No "Dracula" can be much better than the actor playing the role, and Jerry Lloyd achieves the estimable task of making this character new and unique. He borrows precious little from the long line of screen incarnations, and instead gives us a Count whose bloodless, pale skin and spider-like, long-nailed fingers touch, but do not feel. His ferocity is a snarl that feels poisonous, and his power over things of darkness sends an icy shiver up the spine. When the ladies/wolves/spirits (a fine, erotic, elegant trio of Marissa Price, Kelly Kitchens and Jesse Notehelfer) assume their own quest for satisfaction, he rules them in a way that makes their seductive, slashing, lethal attraction all the more terrible.
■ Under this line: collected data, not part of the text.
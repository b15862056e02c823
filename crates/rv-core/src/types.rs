use serde::{Deserialize, Serialize};
use std::fmt;

/// Pipeline that produced a compressed blob. Selects the decoder.
///
/// Serialized as its wire tag. Unknown tags decode as [`Algorithm::Deflate`],
/// the single-stage path.
#[derive(Debug, Clone, Copy, PartialEq, Eq, Hash, Serialize, Deserialize)]
#[serde(from = "String", into = "String")]
pub enum Algorithm {
    ExtremeMultiStage,
    Deflate,
}

impl Algorithm {
    pub fn as_str(&self) -> &'static str {
        match self {
            Self::ExtremeMultiStage => "extreme-multi-stage",
            Self::Deflate => "deflate",
        }
    }
}

impl From<String> for Algorithm {
    fn from(tag: String) -> Self {
        match tag.as_str() {
            "extreme-multi-stage" => Self::ExtremeMultiStage,
            _ => Self::Deflate,
        }
    }
}

impl From<Algorithm> for String {
    fn from(algo: Algorithm) -> Self {
        algo.as_str().to_string()
    }
}

impl fmt::Display for Algorithm {
    fn fmt(&self, f: &mut fmt::Formatter<'_>) -> fmt::Result {
        f.write_str(self.as_str())
    }
}

/// Compression effort recorded alongside a blob.
#[derive(Debug, Clone, Copy, PartialEq, Eq, Serialize, Deserialize)]
#[serde(rename_all = "lowercase")]
pub enum CompressionLevel {
    Fast,
    Balanced,
    Maximum,
}

/// Everything needed to decode a blob later. Travels with the blob.
#[derive(Debug, Clone, PartialEq, Serialize, Deserialize)]
#[serde(rename_all = "camelCase")]
pub struct CompressionMetadata {
    pub algorithm: Algorithm,
    pub level: CompressionLevel,
    /// Epoch millis.
    pub timestamp: i64,
    #[serde(default, skip_serializing_if = "Option::is_none")]
    pub checksum: Option<String>,
}

/// Cache key for a repository snapshot: `<owner>/<repo>@<branch>`.
pub fn archive_key(owner: &str, repo: &str, branch: &str) -> String {
    format!("{owner}/{repo}@{branch}")
}

/// Metadata for one cached repository+branch.
#[derive(Debug, Clone, PartialEq, Serialize, Deserialize)]
#[serde(rename_all = "camelCase")]
pub struct ArchiveMetadata {
    pub id: String,
    pub owner: String,
    pub repo: String,
    pub branch: String,
    /// Epoch millis.
    pub downloaded_at: i64,
    pub original_size: u64,
    pub compressed_size: u64,
    pub compression_ratio: f64,
    pub file_count: usize,
    pub compression_metadata: CompressionMetadata,
}

impl ArchiveMetadata {
    /// Age in hours relative to `now_ms`. Clock skew into the future counts as zero.
    pub fn age_hours(&self, now_ms: i64) -> f64 {
        (now_ms - self.downloaded_at).max(0) as f64 / 3_600_000.0
    }

    pub fn is_expired(&self, now_ms: i64, max_age_hours: f64) -> bool {
        self.age_hours(now_ms) > max_age_hours
    }

    /// Bytes saved by compression. Negative when compression expanded the payload.
    pub fn space_saved(&self) -> i64 {
        self.original_size as i64 - self.compressed_size as i64
    }
}

#[derive(Debug, Clone, Copy, PartialEq, Eq, Serialize, Deserialize)]
#[serde(rename_all = "lowercase")]
pub enum FileKind {
    File,
    Dir,
}

/// One entry of a repository file listing.
#[derive(Debug, Clone, PartialEq, Serialize, Deserialize)]
pub struct RepositoryFile {
    pub path: String,
    pub name: String,
    #[serde(rename = "type")]
    pub kind: FileKind,
    pub size: u64,
    #[serde(default)]
    pub content: String,
    #[serde(default, skip_serializing_if = "Option::is_none")]
    pub language: Option<String>,
}

impl RepositoryFile {
    /// A regular file; `name` is the last path component.
    pub fn file(path: impl Into<String>, content: impl Into<String>) -> Self {
        let path = path.into();
        let content = content.into();
        let name = path.rsplit('/').next().unwrap_or(&path).to_string();
        Self {
            size: content.len() as u64,
            path,
            name,
            kind: FileKind::File,
            content,
            language: None,
        }
    }

    pub fn with_language(mut self, language: impl Into<String>) -> Self {
        self.language = Some(language.into());
        self
    }
}
//! One-file-per-key store with atomic writes.

use crate::kv::KvStore;
use async_trait::async_trait;
use rv_core::error::{Result, RvError};
use std::io::ErrorKind;
use std::path::{Path, PathBuf};
use tokio::fs;
use tokio::io::AsyncWriteExt;

const TMP_SUFFIX: &str = "~tmp";

fn is_plain(b: u8) -> bool {
    b.is_ascii_alphanumeric() || matches!(b, b'-' | b'_' | b'.' | b'@')
}

/// Escape a key into a flat file name. Bytes outside `[A-Za-z0-9._@-]`
/// become `%XX`; a leading `.` is escaped too.
pub fn encode_key(key: &str) -> String {
    let mut out = String::with_capacity(key.len());
    for (i, b) in key.bytes().enumerate() {
        if is_plain(b) && !(i == 0 && b == b'.') {
            out.push(b as char);
        } else {
            out.push_str(&format!("%{b:02X}"));
        }
    }
    out
}

/// Inverse of [`encode_key`]. `None` for names this store did not write.
pub fn decode_key(name: &str) -> Option<String> {
    let bytes = name.as_bytes();
    let mut out = Vec::with_capacity(bytes.len());
    let mut i = 0;
    while i < bytes.len() {
        match bytes[i] {
            b'%' => {
                let hex = name.get(i + 1..i + 3)?;
                out.push(u8::from_str_radix(hex, 16).ok()?);
                i += 3;
            }
            b if is_plain(b) => {
                out.push(b);
                i += 1;
            }
            _ => return None,
        }
    }
    String::from_utf8(out).ok()
}

/// File-based KV store rooted at a directory.
pub struct FileKvStore {
    base_path: PathBuf,
}

impl FileKvStore {
    pub fn new(base_path: impl Into<PathBuf>) -> Self {
        Self { base_path: base_path.into() }
    }

    pub fn base_path(&self) -> &Path {
        &self.base_path
    }

    fn resolve_path(&self, key: &str) -> PathBuf {
        self.base_path.join(encode_key(key))
    }
}

#[async_trait]
impl KvStore for FileKvStore {
    async fn initialize(&self) -> Result<()> {
        fs::create_dir_all(&self.base_path).await?;
        tracing::debug!(path = %self.base_path.display(), "file store ready");
        Ok(())
    }

    async fn get(&self, key: &str) -> Result<Option<Vec<u8>>> {
        match fs::read(self.resolve_path(key)).await {
            Ok(data) => Ok(Some(data)),
            Err(e) if e.kind() == ErrorKind::NotFound => Ok(None),
            Err(e) => Err(e.into()),
        }
    }

    async fn set(&self, key: &str, value: Vec<u8>) -> Result<()> {
        let path = self.resolve_path(key);
        let mut tmp_name = path.clone().into_os_string();
        tmp_name.push(TMP_SUFFIX);
        let tmp_path = PathBuf::from(tmp_name);

        let write = async {
            let mut f = fs::File::create(&tmp_path).await?;
            f.write_all(&value).await?;
            f.flush().await?;
            f.sync_all().await?;
            fs::rename(&tmp_path, &path).await
        };
        if let Err(e) = write.await {
            let _ = fs::remove_file(&tmp_path).await;
            return Err(RvError::Storage(format!("write {key}: {e}")));
        }
        Ok(())
    }

    async fn delete(&self, key: &str) -> Result<bool> {
        match fs::remove_file(self.resolve_path(key)).await {
            Ok(()) => Ok(true),
            Err(e) if e.kind() == ErrorKind::NotFound => Ok(false),
            Err(e) => Err(e.into()),
        }
    }

    async fn keys(&self) -> Result<Vec<String>> {
        let mut entries = match fs::read_dir(&self.base_path).await {
            Ok(entries) => entries,
            Err(e) if e.kind() == ErrorKind::NotFound => return Ok(Vec::new()),
            Err(e) => return Err(e.into()),
        };
        let mut keys = Vec::new();
        while let Some(entry) = entries.next_entry().await? {
            if !entry.file_type().await?.is_file() {
                continue;
            }
            let name = entry.file_name();
            let Some(name) = name.to_str() else { continue };
            if name.ends_with(TMP_SUFFIX) {
                continue;
            }
            if let Some(key) = decode_key(name) {
                keys.push(key);
            }
        }
        keys.sort();
        Ok(keys)
    }

    async fn clear(&self) -> Result<()> {
        for key in self.keys().await? {
            self.delete(&key).await?;
        }
        Ok(())
    }
}
//! Layer 2: Dictionary substitution. Frequent tokens and repeated substrings
//! are replaced by short delimiter-wrapped codes.
//!
//! Tokens look like `DELIM id DELIM` with a base-36 `id`. A literal
//! [`DELIMITER`] in the input is written as `DELIM DELIM` before substitution,
//! so any input, including one made of delimiters, decodes unambiguously.
//!
//! The repeated-substring scan is O(n·L) in the scanned window (L = max
//! substring length). It is bounded by `scan_window_bytes`; a suffix-array or
//! rolling-hash scan is the replacement if that window has to grow.

use regex::{Captures, RegexBuilder};
use rv_core::config::DictionaryConfig;
use rv_core::error::{Result, RvError};
use serde::{Deserialize, Serialize};
use std::collections::{BTreeMap, HashMap, HashSet};

/// Reserved token delimiter (SUB control character).
pub const DELIMITER: char = '\u{1A}';

const ESCAPED_DELIMITER: &str = "\u{1A}\u{1A}";
const REGEX_SIZE_LIMIT: usize = 64 * 1024 * 1024;

/// Fixed candidates: keywords, punctuation clusters, call fragments.
const KEYWORDS: &[&str] = &[
    "function", "return", "const ", "let ", "var ", "import ", "export ", "default",
    "from ", "class ", "interface ", "extends ", "implements ", "async ", "await ",
    "public ", "private ", "protected ", "static ", "readonly ", "undefined", "null",
    "true", "false", "string", "number", "boolean", "this.", "self.", "new ",
    "typeof ", "instanceof ", "else ", "while ", "for (", "if (", "switch (",
    "case ", "break;", "continue;", "throw new Error(", "try {", "catch (",
    "console.log(", "console.error(", "require(", "module.exports", ".then(",
    ".catch(", ".map(", ".filter(", ".forEach(", ".length", ".push(", "JSON.stringify(",
    "JSON.parse(", "Promise", "=> {", " => ", " === ", " !== ", " && ", " || ",
    "() {", "});", "};", "})", "\\n", "\\\"", "def ", "pub fn ", "fn ", "impl ",
    "struct ", "enum ", "use ", "mut ", "#include", "package ", "println!(",
    "<div", "</div>", "className=", "props.", "React.", "useState(", "useEffect(",
];

/// Token → original substring. Built fresh per payload.
#[derive(Debug, Clone, Default, PartialEq, Eq, Serialize, Deserialize)]
#[serde(transparent)]
pub struct Dictionary {
    entries: BTreeMap<String, String>,
}

impl Dictionary {
    pub fn new() -> Self {
        Self::default()
    }

    pub fn len(&self) -> usize {
        self.entries.len()
    }

    pub fn is_empty(&self) -> bool {
        self.entries.is_empty()
    }

    pub fn get(&self, token: &str) -> Option<&str> {
        self.entries.get(token).map(String::as_str)
    }

    pub fn iter(&self) -> impl Iterator<Item = (&str, &str)> {
        self.entries.iter().map(|(k, v)| (k.as_str(), v.as_str()))
    }

    /// Insert a phrase under `token`. Tokens must come from [`token_for`].
    pub fn insert(&mut self, token: String, phrase: String) {
        self.entries.insert(token, phrase);
    }
}

/// Base-36 rendering of a token id.
pub fn to_base36(mut n: usize) -> String {
    const DIGITS: &[u8; 36] = b"0123456789abcdefghijklmnopqrstuvwxyz";
    if n == 0 {
        return "0".to_string();
    }
    let mut buf = Vec::new();
    while n > 0 {
        buf.push(DIGITS[n % 36]);
        n /= 36;
    }
    buf.reverse();
    String::from_utf8(buf).unwrap_or_default()
}

/// Token string for the `id`-th dictionary entry.
pub fn token_for(id: usize) -> String {
    format!("{DELIMITER}{}{DELIMITER}", to_base36(id))
}

/// Bytes `text` takes as a JSON string body, matching serde_json's escaping.
/// The delimiter is a control character, so each one costs six bytes.
pub fn json_escaped_len(text: &str) -> usize {
    text.chars()
        .map(|c| match c {
            '"' | '\\' | '\n' | '\r' | '\t' | '\u{08}' | '\u{0C}' => 2,
            c if (c as u32) < 0x20 => 6,
            c => c.len_utf8(),
        })
        .sum()
}

/// Double every literal delimiter.
pub fn escape(text: &str) -> String {
    text.replace(DELIMITER, ESCAPED_DELIMITER)
}

/// Count fixed-list candidates, non-overlapping.
pub fn keyword_candidates(text: &str, min_occurrences: usize) -> Vec<String> {
    KEYWORDS
        .iter()
        .filter(|kw| text.matches(**kw).count() > min_occurrences)
        .map(|kw| kw.to_string())
        .collect()
}

fn is_word_char(c: char) -> bool {
    c.is_alphanumeric() || c == '_'
}

/// Frequent substrings of the scan window, most frequent first.
///
/// Substrings start at word boundaries and span `min..=max` characters.
/// Only the top `max_substring_candidates` by count are kept, then those with
/// more than `substring_min_occurrences` occurrences are returned.
pub fn repeated_substrings(text: &str, cfg: &DictionaryConfig) -> Vec<(String, usize)> {
    let mut window = text.len().min(cfg.scan_window_bytes);
    while !text.is_char_boundary(window) {
        window -= 1;
    }
    let sample = &text[..window];
    let min_len = cfg.min_substring_len.max(1);
    let max_len = cfg.max_substring_len.max(min_len);

    let bounds: Vec<(usize, char)> = sample.char_indices().collect();
    let mut counts: HashMap<&str, usize> = HashMap::new();
    let mut prev: Option<char> = None;

    for (ci, &(start, c)) in bounds.iter().enumerate() {
        let at_boundary = match prev {
            None => true,
            Some(p) => !is_word_char(p) || !is_word_char(c),
        };
        prev = Some(c);
        if !at_boundary {
            continue;
        }
        for len in 1..=max_len {
            let last_ci = ci + len - 1;
            if last_ci >= bounds.len() || bounds[last_ci].1 == DELIMITER {
                break;
            }
            if len < min_len {
                continue;
            }
            let end = bounds.get(last_ci + 1).map_or(sample.len(), |&(i, _)| i);
            *counts.entry(&sample[start..end]).or_insert(0) += 1;
        }
    }

    let mut ranked: Vec<(&str, usize)> = counts.into_iter().collect();
    ranked.sort_by(|a, b| {
        b.1.cmp(&a.1)
            .then_with(|| b.0.len().cmp(&a.0.len()))
            .then_with(|| a.0.cmp(b.0))
    });

    // A prefix with the same count as an already chosen phrase never matches
    // first, so it would only waste a slot.
    let mut chosen: Vec<(&str, usize)> = Vec::new();
    for (sub, count) in ranked {
        if chosen.len() >= cfg.max_substring_candidates {
            break;
        }
        let shadowed = chosen.iter().any(|(s, c)| *c == count && s.starts_with(sub));
        if !shadowed {
            chosen.push((sub, count));
        }
    }

    chosen
        .into_iter()
        .filter(|(_, count)| *count > cfg.substring_min_occurrences)
        .map(|(s, c)| (s.to_string(), c))
        .collect()
}

/// Assign tokens to candidates, keywords first. Phrases no longer than
/// their token, both measured as escaped JSON, are skipped without
/// consuming an id.
pub fn build_dictionary(text: &str, cfg: &DictionaryConfig) -> Dictionary {
    let mut dict = Dictionary::new();
    if text.is_empty() {
        return dict;
    }
    let mut seen: HashSet<String> = HashSet::new();
    let mut next_id = 0usize;

    let keywords = keyword_candidates(text, cfg.keyword_min_occurrences);
    let substrings = repeated_substrings(text, cfg).into_iter().map(|(s, _)| s);

    for phrase in keywords.into_iter().chain(substrings) {
        if phrase.contains(DELIMITER) || seen.contains(&phrase) {
            continue;
        }
        let token = token_for(next_id);
        if json_escaped_len(&phrase) <= json_escaped_len(&token) {
            continue;
        }
        seen.insert(phrase.clone());
        dict.insert(token, phrase);
        next_id += 1;
    }
    dict
}

/// Substitute dictionary phrases in one left-to-right pass over the escaped
/// text. Longer phrases win at the same position. Entries that never
/// matched are dropped from the returned dictionary.
pub fn substitute(text: &str, dict: Dictionary) -> (String, Dictionary) {
    let escaped = escape(text);
    if dict.is_empty() || escaped.is_empty() {
        return (escaped, Dictionary::new());
    }

    let mut phrases: Vec<(&str, &str)> = dict.iter().map(|(t, p)| (p, t)).collect();
    phrases.sort_by(|a, b| b.0.len().cmp(&a.0.len()).then_with(|| a.0.cmp(b.0)));
    let pattern = phrases
        .iter()
        .map(|(p, _)| regex::escape(p))
        .collect::<Vec<_>>()
        .join("|");

    let re = match RegexBuilder::new(&pattern).size_limit(REGEX_SIZE_LIMIT).build() {
        Ok(re) => re,
        Err(e) => {
            tracing::warn!(error = %e, entries = dict.len(), "dictionary regex rejected, skipping substitution");
            return (escaped, Dictionary::new());
        }
    };

    let lookup: HashMap<&str, &str> = phrases.iter().copied().collect();
    let mut used: HashSet<&str> = HashSet::new();
    let output = re
        .replace_all(&escaped, |caps: &Captures| {
            let phrase = caps.get(0).map_or("", |m| m.as_str());
            match lookup.get(phrase) {
                Some(token) => {
                    used.insert(*token);
                    token.to_string()
                }
                None => phrase.to_string(),
            }
        })
        .into_owned();

    let mut pruned = Dictionary::new();
    for (token, phrase) in dict.iter() {
        if used.contains(token) {
            pruned.insert(token.to_string(), phrase.to_string());
        }
    }
    (output, pruned)
}

/// Build a dictionary for `text` and substitute it, default parameters.
pub fn compress(text: &str) -> (String, Dictionary) {
    compress_with_config(text, &DictionaryConfig::default())
}

pub fn compress_with_config(text: &str, cfg: &DictionaryConfig) -> (String, Dictionary) {
    let dict = build_dictionary(text, cfg);
    let (output, dict) = substitute(text, dict);
    tracing::debug!(
        input_len = text.len(),
        output_len = output.len(),
        entries = dict.len(),
        "dictionary substitution"
    );
    (output, dict)
}

/// Resolve every token and unescape literal delimiters.
pub fn decompress(text: &str, dict: &Dictionary) -> Result<String> {
    let mut out = String::with_capacity(text.len());
    let mut rest = text;
    while let Some(open) = rest.find(DELIMITER) {
        out.push_str(&rest[..open]);
        let after = &rest[open + DELIMITER.len_utf8()..];
        let close = after
            .find(DELIMITER)
            .ok_or_else(|| RvError::corrupt("unterminated dictionary token"))?;
        if close == 0 {
            out.push(DELIMITER);
        } else {
            let token = &rest[open..open + DELIMITER.len_utf8() * 2 + close];
            let phrase = dict
                .get(token)
                .ok_or_else(|| RvError::corrupt(format!("unknown dictionary token {:?}", &after[..close])))?;
            out.push_str(phrase);
        }
        rest = &after[close + DELIMITER.len_utf8()..];
    }
    out.push_str(rest);
    Ok(out)
}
Mr. Lloyd is also particularly good at letting us know in subtle ways that he has plans much greater than anything that occurs in this place, and that Mr. Harker is little more than a vehicle to transport him to a larger, more nourishing world. In all his little movements, from simple hand gestures to a brilliant walk down a vertical wall (done with a slash of light across the floor) his physicality is as important to his characterization as his words and expressions. His fingertips, tracing however lightly, will despoil anything they touch. His voice is the voice of a shadow at midnight.
Equally critical to making all of this work is the central role of Jonathan Harker, played with complete commitment by Jonah Von Spreecken. An attractive, skilled actor, he deftly walks the line between an ordinary, innocuous man and an adventurer in the midst of the most extraordinary of circumstances. His relationship with Count Dracula is carefully modulated, allowing himself to be profoundly affected, and at the same time retaining a saving measure of autonomy. He sustains his connection with the distant Mina (who is underwritten and too distant in this text) and makes us believe that she can be the salvation of his heart and soul. When he is enticed by the trio of temptresses, we see the frailty of his flesh and desire, at the same time that he retains the virtue which will save him. It's a carefully proportioned, un-fussy, well-spoken performance, and admirable in its restraint.
"Dracula: Jonathan Harker's Journal" is exceptionally well-realized and effective. It conveys the pure, literary original sources, embodies the deeper social, sexual and psychological forces that give the story such deep resonance, and avoids nearly all of the pop-culture clap-trap that has accumulated and trivialized this great tale. It can also scare the bejeezus out of anyone attentive enough to enter into its treacherous embrace. Skip all your regular scary videos and same-as-last-year ideas, and go see this terrific piece of theatre. This one is a treat.